-- Data records follows --

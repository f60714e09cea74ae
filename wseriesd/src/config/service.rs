//! Configuration service
//!
//! Sole owner of the live [`RuntimeConfig`]. All reads go through
//! [`ConfigService::snapshot`], all writes through [`ConfigService::update`].

use std::sync::Arc;
use tokio::sync::RwLock;
use tracing::{debug, info, warn};
use wseries_core::config::{advisories, validate, Advisory};
use wseries_core::{RuntimeConfig, Section, SectionUpdate};

use super::store::{ConfigStore, LoadOutcome};

/// Where the live record came from at boot.
#[derive(Debug, Clone, PartialEq)]
pub(crate) enum BootSource {
    /// Loaded from the store and validated
    Store,
    /// Store was empty
    DefaultsAbsent,
    /// Store held unparseable data
    DefaultsCorrupt(String),
    /// Store held a record that failed validation
    DefaultsInvalid(String),
}

/// What happened to the store after an accepted update.
#[derive(Debug, Clone, PartialEq)]
pub(crate) enum Persistence {
    /// Record written
    Saved,
    /// Nothing changed and the store already matches
    Unchanged,
    /// Write failed; the in-memory record is still updated
    Failed(String),
}

/// Result of an accepted update.
#[derive(Debug, Clone, PartialEq)]
pub(crate) struct UpdateOutcome {
    /// Section that was replaced
    pub section: Section,
    /// Store result
    pub persistence: Persistence,
    /// Sensor coverage advisories for the new record
    pub advisories: Vec<Advisory>,
}

impl UpdateOutcome {
    /// Whether the store now holds the committed record.
    pub fn persisted(&self) -> bool {
        !matches!(self.persistence, Persistence::Failed(_))
    }

    /// Warnings to surface to the caller.
    pub fn warnings(&self) -> Vec<String> {
        let mut warnings = Vec::new();
        if let Persistence::Failed(reason) = &self.persistence {
            warnings.push(format!("configuration applied but not persisted: {}", reason));
        }
        warnings.extend(self.advisories.iter().map(ToString::to_string));
        warnings
    }
}

struct LiveState {
    config: RuntimeConfig,
    /// Whether the store holds exactly `config`
    in_sync: bool,
}

/// Owns the live configuration and mediates every read and write.
pub(crate) struct ConfigService {
    state: RwLock<LiveState>,
    store: Arc<dyn ConfigStore>,
    boot_source: BootSource,
}

impl ConfigService {
    /// Load the record from `store`, falling back to defaults.
    ///
    /// A loaded record is validated before it is trusted. Defaults are never
    /// written back; the store is only touched by a later accepted update.
    pub async fn initialize(store: Arc<dyn ConfigStore>) -> Self {
        info!("Loading runtime configuration from {}", store.describe());

        let (config, boot_source) = match store.load().await {
            LoadOutcome::Loaded(config) => match validate(&config) {
                Ok(()) => (config, BootSource::Store),
                Err(e) => {
                    warn!("Stored configuration is invalid ({}). Using defaults.", e);
                    (RuntimeConfig::default(), BootSource::DefaultsInvalid(e.to_string()))
                }
            },
            LoadOutcome::Absent => {
                info!("No stored configuration. Using defaults.");
                (RuntimeConfig::default(), BootSource::DefaultsAbsent)
            }
            LoadOutcome::Corrupt(reason) => {
                warn!("Stored configuration is corrupt ({}). Using defaults.", reason);
                (RuntimeConfig::default(), BootSource::DefaultsCorrupt(reason))
            }
        };

        for advisory in advisories(&config) {
            warn!("{}", advisory);
        }
        debug_config(&config);

        Self {
            state: RwLock::new(LiveState {
                config,
                in_sync: boot_source == BootSource::Store,
            }),
            store,
            boot_source,
        }
    }

    /// How the live record was obtained at boot.
    pub fn boot_source(&self) -> &BootSource {
        &self.boot_source
    }

    /// Copy of the live record.
    pub async fn snapshot(&self) -> RuntimeConfig {
        self.state.read().await.config.clone()
    }

    /// Replace one section, validate the whole result, commit, then persist.
    ///
    /// The write lock is held throughout, so concurrent updates apply one at
    /// a time. A failed save does not roll back the in-memory commit.
    ///
    /// # Errors
    ///
    /// Returns [`wseries_core::WSeriesError::ValidationRejected`] if the
    /// resulting record is invalid; nothing is changed or written.
    pub async fn update(&self, update: SectionUpdate) -> wseries_core::Result<UpdateOutcome> {
        let section = update.section();
        let mut state = self.state.write().await;

        let candidate = update.applied(&state.config);
        if let Err(e) = validate(&candidate) {
            info!("Rejected {} update: {}", section, e);
            return Err(e.into());
        }

        let changed = candidate != state.config;
        state.config = candidate;

        let persistence = if !changed && state.in_sync {
            debug!("{} update changed nothing, skipping store write", section);
            Persistence::Unchanged
        } else {
            match self.store.save(&state.config).await {
                Ok(()) => {
                    state.in_sync = true;
                    Persistence::Saved
                }
                Err(e) => {
                    warn!("Applied {} update but failed to persist it: {}", section, e);
                    state.in_sync = false;
                    Persistence::Failed(e.to_string())
                }
            }
        };

        let advisories = advisories(&state.config);
        for advisory in &advisories {
            warn!("{}", advisory);
        }
        info!("Applied {} update", section);

        Ok(UpdateOutcome {
            section,
            persistence,
            advisories,
        })
    }
}

/// Print configuration to debug log
fn debug_config(config: &RuntimeConfig) {
    debug!("--- Runtime Config ---");
    debug!("  Backend: {}", config.backend);
    debug!("  AC: {:?}", config.ac);
    debug!("  DC: {:?}", config.dc);
    debug!("  Supercap: {:?}", config.supercap);
    debug!("  Sensors: {:?}", config.sensors);
    debug!("  Guards: {:?}", config.guards);
    debug!("  Auto-trigger: {:?}", config.auto_trigger);
    debug!("  Active slot: {}", config.active_slot);
    debug!("----------------------");
}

-- Data records concluded --

▶ _What this task involves_
In full and without alteration, transcribe the entries above.

▶ _Solved problem_
repository f60714e09cea74ae
filename wseriesd/src/config/service.rs
//! Configuration service
//!
//! Sole owner of the live [`RuntimeConfig`]. All reads go through
//! [`ConfigService::snapshot`], all writes through [`ConfigService::update`].

use std::sync::Arc;
use tokio::sync::RwLock;
use tracing::{debug, info, warn};
use wseries_core::config::{advisories, validate, Advisory};
use wseries_core::{RuntimeConfig, Section, SectionUpdate};

use super::store::{ConfigStore, LoadOutcome};

/// Where the live record came from at boot.
#[derive(Debug, Clone, PartialEq)]
pub(crate) enum BootSource {
    /// Loaded from the store and validated
    Store,
    /// Store was empty
    DefaultsAbsent,
    /// Store held unparseable data
    DefaultsCorrupt(String),
    /// Store held a record that failed validation
    DefaultsInvalid(String),
}

/// What happened to the store after an accepted update.
#[derive(Debug, Clone, PartialEq)]
pub(crate) enum Persistence {
    /// Record written
    Saved,
    /// Nothing changed and the store already matches
    Unchanged,
    /// Write failed; the in-memory record is still updated
    Failed(String),
}

/// Result of an accepted update.
#[derive(Debug, Clone, PartialEq)]
pub(crate) struct UpdateOutcome {
    /// Section that was replaced
    pub section: Section,
    /// Store result
    pub persistence: Persistence,
    /// Sensor coverage advisories for the new record
    pub advisories: Vec<Advisory>,
}

impl UpdateOutcome {
    /// Whether the store now holds the committed record.
    pub fn persisted(&self) -> bool {
        !matches!(self.persistence, Persistence::Failed(_))
    }

    /// Warnings to surface to the caller.
    pub fn warnings(&self) -> Vec<String> {
        let mut warnings = Vec::new();
        if let Persistence::Failed(reason) = &self.persistence {
            warnings.push(format!("configuration applied but not persisted: {}", reason));
        }
        warnings.extend(self.advisories.iter().map(ToString::to_string));
        warnings
    }
}

struct LiveState {
    config: RuntimeConfig,
    /// Whether the store holds exactly `config`
    in_sync: bool,
}

/// Owns the live configuration and mediates every read and write.
pub(crate) struct ConfigService {
    state: RwLock<LiveState>,
    store: Arc<dyn ConfigStore>,
    boot_source: BootSource,
}

impl ConfigService {
    /// Load the record from `store`, falling back to defaults.
    ///
    /// A loaded record is validated before it is trusted. Defaults are never
    /// written back; the store is only touched by a later accepted update.
    pub async fn initialize(store: Arc<dyn ConfigStore>) -> Self {
        info!("Loading runtime configuration from {}", store.describe());

        let (config, boot_source) = match store.load().await {
            LoadOutcome::Loaded(config) => match validate(&config) {
                Ok(()) => (config, BootSource::Store),
                Err(e) => {
                    warn!("Stored configuration is invalid ({}). Using defaults.", e);
                    (RuntimeConfig::default(), BootSource::DefaultsInvalid(e.to_string()))
                }
            },
            LoadOutcome::Absent => {
                info!("No stored configuration. Using defaults.");
                (RuntimeConfig::default(), BootSource::DefaultsAbsent)
            }
            LoadOutcome::Corrupt(reason) => {
                warn!("Stored configuration is corrupt ({}). Using defaults.", reason);
                (RuntimeConfig::default(), BootSource::DefaultsCorrupt(reason))
            }
        };

        for advisory in advisories(&config) {
            warn!("{}", advisory);
        }
        debug_config(&config);

        Self {
            state: RwLock::new(LiveState {
                config,
                in_sync: boot_source == BootSource::Store,
            }),
            store,
            boot_source,
        }
    }

    /// How the live record was obtained at boot.
    pub fn boot_source(&self) -> &BootSource {
        &self.boot_source
    }

    /// Copy of the live record.
    pub async fn snapshot(&self) -> RuntimeConfig {
        self.state.read().await.config.clone()
    }

    /// Replace one section, validate the whole result, commit, then persist.
    ///
    /// The write lock is held throughout, so concurrent updates apply one at
    /// a time. A failed save does not roll back the in-memory commit.
    ///
    /// # Errors
    ///
    /// Returns [`wseries_core::WSeriesError::ValidationRejected`] if the
    /// resulting record is invalid; nothing is changed or written.
    pub async fn update(&self, update: SectionUpdate) -> wseries_core::Result<UpdateOutcome> {
        let section = update.section();
        let mut state = self.state.write().await;

        let candidate = update.applied(&state.config);
        if let Err(e) = validate(&candidate) {
            info!("Rejected {} update: {}", section, e);
            return Err(e.into());
        }

        let changed = candidate != state.config;
        state.config = candidate;

        let persistence = if !changed && state.in_sync {
            debug!("{} update changed nothing, skipping store write", section);
            Persistence::Unchanged
        } else {
            match self.store.save(&state.config).await {
                Ok(()) => {
                    state.in_sync = true;
                    Persistence::Saved
                }
                Err(e) => {
                    warn!("Applied {} update but failed to persist it: {}", section, e);
                    state.in_sync = false;
                    Persistence::Failed(e.to_string())
                }
            }
        };

        let advisories = advisories(&state.config);
        for advisory in &advisories {
            warn!("{}", advisory);
        }
        info!("Applied {} update", section);

        Ok(UpdateOutcome {
            section,
            persistence,
            advisories,
        })
    }
}

/// Print configuration to debug log
fn debug_config(config: &RuntimeConfig) {
    debug!("--- Runtime Config ---");
    debug!("  Backend: {}", config.backend);
    debug!("  AC: {:?}", config.ac);
    debug!("  DC: {:?}", config.dc);
    debug!("  Supercap: {:?}", config.supercap);
    debug!("  Sensors: {:?}", config.sensors);
    debug!("  Guards: {:?}", config.guards);
    debug!("  Auto-trigger: {:?}", config.auto_trigger);
    debug!("  Active slot: {}", config.active_slot);
    debug!("----------------------");
}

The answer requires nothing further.